Enquête d'urbanisme à Milan : les doutes du juge d'instruction
La position du maire est indirectement assouplie, tout comme celle de l'architecte Boeri. Le juge ne remet pas en cause les pressions exercées par Catella et Boeri sur la Commission du paysage et le maire, mais c'est précisément d'un point de vue juridique que l'infraction ne serait pas recevable, car Marinoni n'a bénéficié d'aucun avantage en favorisant Catella. Le juge part du principe que « pour que l'infraction d'incitation indue soit commise, un avantage indu doit être offert au bénéficiaire de l'incitation, qui est ensuite amené à céder à la pression reçue afin d'en tirer un avantage personnel et est ensuite convaincu, grâce à cet effet de levier, d'accepter la corruption et de produire intentionnellement un avantage indu, confisqué par l'agent public ou un tiers identifié par ce dernier. » Pour le juge d'instruction, cependant, Marinoni « a cédé à l'insistance non pas par tentation, et encore moins par contrainte, mais simplement parce qu'il était indigne d'occuper une fonction publique qui aurait exigé de lui une impartialité et une impartialité ». En bref, un jugement moral cinglant sur l'un des personnages clés de l'affaire, mais dans ce cas sans implications pénales.

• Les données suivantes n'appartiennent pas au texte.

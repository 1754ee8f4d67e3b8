//! Drives a component tree from two periodic threads
//!
//! The time-critical thread calls `tc_frame` on the root and the background
//! thread calls `update_data`. Both stop once the root is shut down, which
//! happens when the run duration elapses, on ctrl-c, or when something in
//! the tree sends a shutdown event to the root itself.

use std::fmt;
use std::future::Future;
use std::path::Path;
use std::sync::Arc;
use std::time::Duration;

use anyhow::{Context, Result};
use tracing::{error, info};

use mixr_base::component::SHUTDOWN_EVENT;
use mixr_base::config::Document;
use mixr_base::thread::PeriodicThread;
use mixr_base::{Component, Factory, MessageType};

use crate::settings::RunConfig;

/// How often the runner checks whether the tree shut itself down
const SHUTDOWN_POLL: Duration = Duration::from_millis(20);

/// Why a run ended
#[derive(Debug, Clone, Copy, PartialEq, Eq)]
pub enum StopReason {
    Elapsed,
    Interrupted,
    Shutdown,
}

impl fmt::Display for StopReason {
    fn fmt(&self, f: &mut fmt::Formatter<'_>) -> fmt::Result {
        match self {
            StopReason::Elapsed => write!(f, "run duration elapsed"),
            StopReason::Interrupted => write!(f, "interrupted"),
            StopReason::Shutdown => write!(f, "component tree shut down"),
        }
    }
}

/// Outcome of a completed run
#[derive(Debug, Clone)]
pub struct RunSummary {
    pub reason: StopReason,
    pub tc_cycles: u64,
    pub background_cycles: u64,
}

pub struct Runner {
    root: Arc<dyn Component>,
    config: RunConfig,
}

impl Runner {
    pub fn new(root: Arc<dyn Component>, config: RunConfig) -> Self {
        Self { root, config }
    }

    /// Build the tree and read the `[run]` table from one document.
    pub fn load(path: &Path, factory: &Factory) -> Result<Self> {
        let document = Document::load(path)
            .with_context(|| format!("Failed to read {}", path.display()))?;
        let config: RunConfig = document
            .section("run")
            .context("Invalid [run] settings")?;
        let root = document
            .build_component(factory)
            .with_context(|| format!("Failed to build component tree from {}", path.display()))?;
        Ok(Self::new(root, config))
    }

    pub fn root(&self) -> &Arc<dyn Component> {
        &self.root
    }

    pub fn config(&self) -> &RunConfig {
        &self.config
    }

    pub fn config_mut(&mut self) -> &mut RunConfig {
        &mut self.config
    }

    /// Run until the duration elapses, ctrl-c, or the tree shuts down.
    pub async fn run(&self) -> Result<RunSummary> {
        self.run_until(interrupted()).await
    }

    /// Run until the duration elapses, `interrupt` completes, or the tree
    /// shuts down. The root receives a shutdown event before returning.
    pub async fn run_until<F>(&self, interrupt: F) -> Result<RunSummary>
    where
        F: Future<Output = ()>,
    {
        let base = self.root.component_base();
        if self.config.timing_stats {
            base.set_timing_stats_enabled(true);
        }
        if self.config.print_timing_stats {
            base.set_print_timing_stats(true);
        }

        info!(
            "Starting {} at {} Hz (background {} Hz)",
            self.root.metadata().class_name(),
            self.config.tc_rate_hz,
            self.config.background_rate_hz
        );

        let tc = PeriodicThread::spawn("mixr-tc", &self.root, self.config.tc_rate_hz, |root, dt| {
            root.tc_frame(dt)
        })
        .context("Failed to start time-critical thread")?;
        let background = PeriodicThread::spawn(
            "mixr-background",
            &self.root,
            self.config.background_rate_hz,
            |root, dt| root.update_data(dt),
        )
        .context("Failed to start background thread")?;

        let reason = wait_for_stop(&self.root, self.config.duration(), interrupt).await;
        info!("Stopping: {}", reason);

        self.root.event(SHUTDOWN_EVENT, None);
        tc.join()?;
        background.join()?;

        let summary = RunSummary {
            reason,
            tc_cycles: tc.cycles(),
            background_cycles: background.cycles(),
        };
        if self.root.is_message_enabled(MessageType::INFO) {
            info!(
                "Ran {} time-critical and {} background cycles",
                summary.tc_cycles, summary.background_cycles
            );
        }
        if let Some(stats) = base.timing_stats() {
            info!(
                samples = stats.n(),
                mean_ms = stats.mean(),
                min_ms = stats.min(),
                max_ms = stats.max(),
                "Frame timing"
            );
        }
        Ok(summary)
    }
}

/// Completes on ctrl-c; never completes if the handler cannot be installed.
async fn interrupted() {
    if let Err(e) = tokio::signal::ctrl_c().await {
        error!("Failed to install Ctrl+C handler: {}", e);
        std::future::pending::<()>().await;
    }
}

/// Wait for the first of: `duration` elapsing, `interrupt` completing, or
/// `root` shutting down.
pub async fn wait_for_stop<F>(
    root: &Arc<dyn Component>,
    duration: Option<Duration>,
    interrupt: F,
) -> StopReason
where
    F: Future<Output = ()>,
{
    let elapsed = async {
        match duration {
            Some(duration) => tokio::time::sleep(duration).await,
            None => std::future::pending::<()>().await,
        }
    };
    let shutdown = async {
        let mut ticker = tokio::time::interval(SHUTDOWN_POLL);
        while root.is_not_shutdown() {
            ticker.tick().await;
        }
    };

    tokio::select! {
        _ = elapsed => StopReason::Elapsed,
        _ = interrupt => StopReason::Interrupted,
        _ = shutdown => StopReason::Shutdown,
    }
}

#[cfg(test)]
mod tests {
    use super::*;
    use mixr_base::{share, ComponentBase};
    use std::io::Write;

    fn root() -> Arc<dyn Component> {
        share(ComponentBase::new())
    }

    #[test]
    fn test_wait_elapsed() {
        let root = root();
        let reason = tokio_test::block_on(wait_for_stop(
            &root,
            Some(Duration::from_millis(30)),
            std::future::pending(),
        ));
        assert_eq!(reason, StopReason::Elapsed);
    }

    #[test]
    fn test_wait_interrupted() {
        let root = root();
        let reason = tokio_test::block_on(wait_for_stop(&root, None, std::future::ready(())));
        assert_eq!(reason, StopReason::Interrupted);
    }

    #[test]
    fn test_wait_shutdown() {
        let root = root();
        root.event(SHUTDOWN_EVENT, None);
        let reason = tokio_test::block_on(wait_for_stop(&root, None, std::future::pending()));
        assert_eq!(reason, StopReason::Shutdown);
    }

    #[tokio::test]
    async fn test_run_for_duration() {
        let mut file = tempfile::Builder::new().suffix(".toml").tempfile().unwrap();
        write!(
            file,
            r#"
type = "Component"
enableTimingStats = true

[[components]]
name = "child"
type = "Component"

[run]
tc_rate_hz = 200.0
background_rate_hz = 50.0
duration_secs = 0.2
"#
        )
        .unwrap();

        let runner = Runner::load(file.path(), &Factory::with_builtins()).unwrap();
        assert_eq!(runner.config().tc_rate_hz, 200.0);

        let summary = runner.run_until(std::future::pending()).await.unwrap();
        assert_eq!(summary.reason, StopReason::Elapsed);
        assert!(summary.tc_cycles > 0);
        assert!(runner.root().is_shutdown());

        let child = runner.root().component_base().find_by_name("child").unwrap();
        assert!(child.component().is_shutdown());
        let stats = runner.root().component_base().timing_stats().unwrap();
        assert_eq!(stats.n() as u64, summary.tc_cycles);
    }

    #[tokio::test]
    async fn test_load_reports_bad_documents() {
        let dir = tempfile::tempdir().unwrap();
        let err = Runner::load(&dir.path().join("missing.toml"), &Factory::with_builtins())
            .err()
            .unwrap();
        assert!(err.to_string().contains("missing.toml"));
    }
}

Les procureurs auront toujours la possibilité de continuer à explorer cette hypothèse de crime niée par Fiorentini mais elle est claire – souligne leAgi – que les arguments du juge puissent les amener à réfléchir. Sala a également été accusé de fausses accusations pour avoir confirmé Marinoni comme président de la Commission du paysage. Bien qu'il soit sous enquête pour un prétendu conflit d'intérêts avec les promoteurs sur les projets desquels il était censé donner des avis favorables et défavorables, le juge « adhère » par ailleurs pleinement au scénario décrit par le procureur.

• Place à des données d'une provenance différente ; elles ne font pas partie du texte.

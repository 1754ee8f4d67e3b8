//! Component documents
//!
//! A document is a TOML or JSON table describing the root object. Any table
//! with a `type` key describes an object: `type` names its factory and the
//! remaining keys are slot assignments, applied in document order. Inside a
//! list, a description with a `name` key becomes a named pair, which is how
//! a `components` slot names its children. Tables without `type` become
//! lists of named pairs. The top-level `run` table is reserved for runner
//! settings and is not applied to the root object.

use std::path::Path;
use std::sync::Arc;

use serde::de::DeserializeOwned;
use serde_json::{Map, Value as Json};
use tracing::{debug, warn};

use crate::component::Component;
use crate::error::{ConfigError, ConfigResult};
use crate::factory::Factory;
use crate::value::Value;

const TYPE_KEY: &str = "type";
const NAME_KEY: &str = "name";
const RESERVED_ROOT_KEYS: &[&str] = &["run"];

/// Document syntax
#[derive(Debug, Clone, Copy, PartialEq, Eq)]
pub enum Format {
    Toml,
    Json,
}

impl Format {
    /// `.json` files are JSON; everything else is TOML.
    pub fn from_path(path: &Path) -> Self {
        match path.extension().and_then(|ext| ext.to_str()) {
            Some(ext) if ext.eq_ignore_ascii_case("json") => Format::Json,
            _ => Format::Toml,
        }
    }
}

/// A parsed component document.
#[derive(Debug, Clone)]
pub struct Document {
    root: Map<String, Json>,
}

impl Document {
    pub fn parse(text: &str, format: Format) -> ConfigResult<Self> {
        let root = match format {
            Format::Toml => toml_to_json(toml::Value::Table(toml::from_str::<toml::Table>(text)?)),
            Format::Json => serde_json::from_str::<Json>(text)?,
        };
        match root {
            Json::Object(root) => Ok(Self { root }),
            _ => Err(ConfigError::MissingType),
        }
    }

    pub fn load(path: impl AsRef<Path>) -> ConfigResult<Self> {
        let path = path.as_ref();
        let text = std::fs::read_to_string(path).map_err(|source| ConfigError::Io {
            path: path.to_path_buf(),
            source,
        })?;
        debug!("[Document::load] {}", path.display());
        Self::parse(&text, Format::from_path(path))
    }

    /// Deserialize a top-level table, or its default when absent.
    pub fn section<T>(&self, key: &str) -> ConfigResult<T>
    where
        T: DeserializeOwned + Default,
    {
        match self.root.get(key) {
            Some(section) => Ok(serde_json::from_value(section.clone())?),
            None => Ok(T::default()),
        }
    }

    /// Build the root object, which must be a component.
    pub fn build_component(&self, factory: &Factory) -> ConfigResult<Arc<dyn Component>> {
        match build_object(&self.root, factory, RESERVED_ROOT_KEYS)? {
            Value::Component(component) => Ok(component),
            other => Err(ConfigError::RootNotComponent(other.type_name().to_string())),
        }
    }
}

pub fn load_component(path: impl AsRef<Path>, factory: &Factory) -> ConfigResult<Arc<dyn Component>> {
    Document::load(path)?.build_component(factory)
}

pub fn parse_component(text: &str, format: Format, factory: &Factory) -> ConfigResult<Arc<dyn Component>> {
    Document::parse(text, format)?.build_component(factory)
}

fn toml_to_json(value: toml::Value) -> Json {
    match value {
        toml::Value::String(s) => Json::String(s),
        toml::Value::Integer(i) => Json::from(i),
        toml::Value::Float(f) => serde_json::Number::from_f64(f).map_or(Json::Null, Json::Number),
        toml::Value::Boolean(b) => Json::Bool(b),
        toml::Value::Datetime(dt) => Json::String(dt.to_string()),
        toml::Value::Array(items) => Json::Array(items.into_iter().map(toml_to_json).collect()),
        toml::Value::Table(table) => Json::Object(
            table
                .into_iter()
                .map(|(key, value)| (key, toml_to_json(value)))
                .collect(),
        ),
    }
}

fn build_value(value: &Json, factory: &Factory) -> ConfigResult<Value> {
    Ok(match value {
        Json::Null => Value::Null,
        Json::Bool(b) => Value::Bool(*b),
        Json::Number(n) => match n.as_i64() {
            Some(i) => Value::Int(i),
            None => n.as_f64().map_or(Value::Null, Value::Float),
        },
        Json::String(s) => Value::String(s.clone()),
        Json::Array(items) => Value::List(
            items
                .iter()
                .map(|item| build_list_item(item, factory))
                .collect::<ConfigResult<_>>()?,
        ),
        Json::Object(map) if map.contains_key(TYPE_KEY) => build_object(map, factory, &[])?,
        Json::Object(map) => Value::List(
            map.iter()
                .map(|(key, value)| Ok(Value::pair(key.clone(), build_value(value, factory)?)))
                .collect::<ConfigResult<_>>()?,
        ),
    })
}

fn build_list_item(item: &Json, factory: &Factory) -> ConfigResult<Value> {
    let Json::Object(map) = item else {
        return build_value(item, factory);
    };
    match map.get(NAME_KEY).and_then(Json::as_str) {
        Some(name) if map.contains_key(TYPE_KEY) => {
            Ok(Value::pair(name, build_object(map, factory, &[NAME_KEY])?))
        }
        _ => build_value(item, factory),
    }
}

fn build_object(map: &Map<String, Json>, factory: &Factory, skip: &[&str]) -> ConfigResult<Value> {
    let factory_name = map
        .get(TYPE_KEY)
        .and_then(Json::as_str)
        .ok_or(ConfigError::MissingType)?;
    let object = factory.create(factory_name)?;
    let class_name = object.type_name();

    for (key, raw) in map {
        if key == TYPE_KEY || skip.contains(&key.as_str()) {
            continue;
        }
        let value = build_value(raw, factory)?;
        if !set_slot(&object, key, &value) {
            warn!("[config] {}: slot '{}' rejected {}; skipped", class_name, key, value.type_name());
        }
    }

    if !is_valid(&object) {
        return Err(ConfigError::Invalid(class_name.to_string()));
    }
    Ok(object)
}

fn set_slot(object: &Value, name: &str, value: &Value) -> bool {
    match object {
        Value::Object(object) => object.set_slot_by_name(name, value),
        Value::Component(component) => component.set_slot_by_name(name, value),
        _ => false,
    }
}

fn is_valid(object: &Value) -> bool {
    match object {
        Value::Object(object) => object.is_valid(),
        Value::Component(component) => component.is_valid(),
        _ => true,
    }
}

Une enquête d'urbanisme à Milan révèle, selon le juge d'instruction, un « système consolidé de corruption ».
Les enquêtes, écrit le juge, « ont révélé l'existence d'un système consolidé de corruption et de collusion entre intérêts publics et privés centré sur la figure de la commission du paysage" qui est définie comme "une organisation capable de créer une concentration de pouvoir et de la canaliser vers la division des terrains constructibles au profit d'un cercle restreint de professionnels et de spéculateurs". Le juge a caractérisé le mécanisme comme suit : "En pratique, en soudoyant le président Marinoni, le vice-président Oggioni et des membres individuels de la commission du paysage (dont Scandurra), composée entièrement de professionnels opérant dans la région de Milan (eux-mêmes influencés par le premier et soumis aux pressions du conseiller Tancredi), d'importants promoteurs privés ont pu obtenir des avances et un examen particulier de leurs dossiers." La défense a désormais la possibilité de faire appel devant la Cour de révision Pour libérer leurs clients, les avocats de Bezziccheri ont déjà fait savoir qu'ils comptaient agir dans ce sens. Il ressort toutefois que les enquêtes des magistrats Petruzzella, Filippini et Clerici ne s'arrêteront pas en août : d'autres projets sont également dans le collimateur des procureurs, dont certains ont été signalés dans les nombreuses plaintes déposées par des citoyens. Parmi ceux-ci, on compte également stadio di San Siro.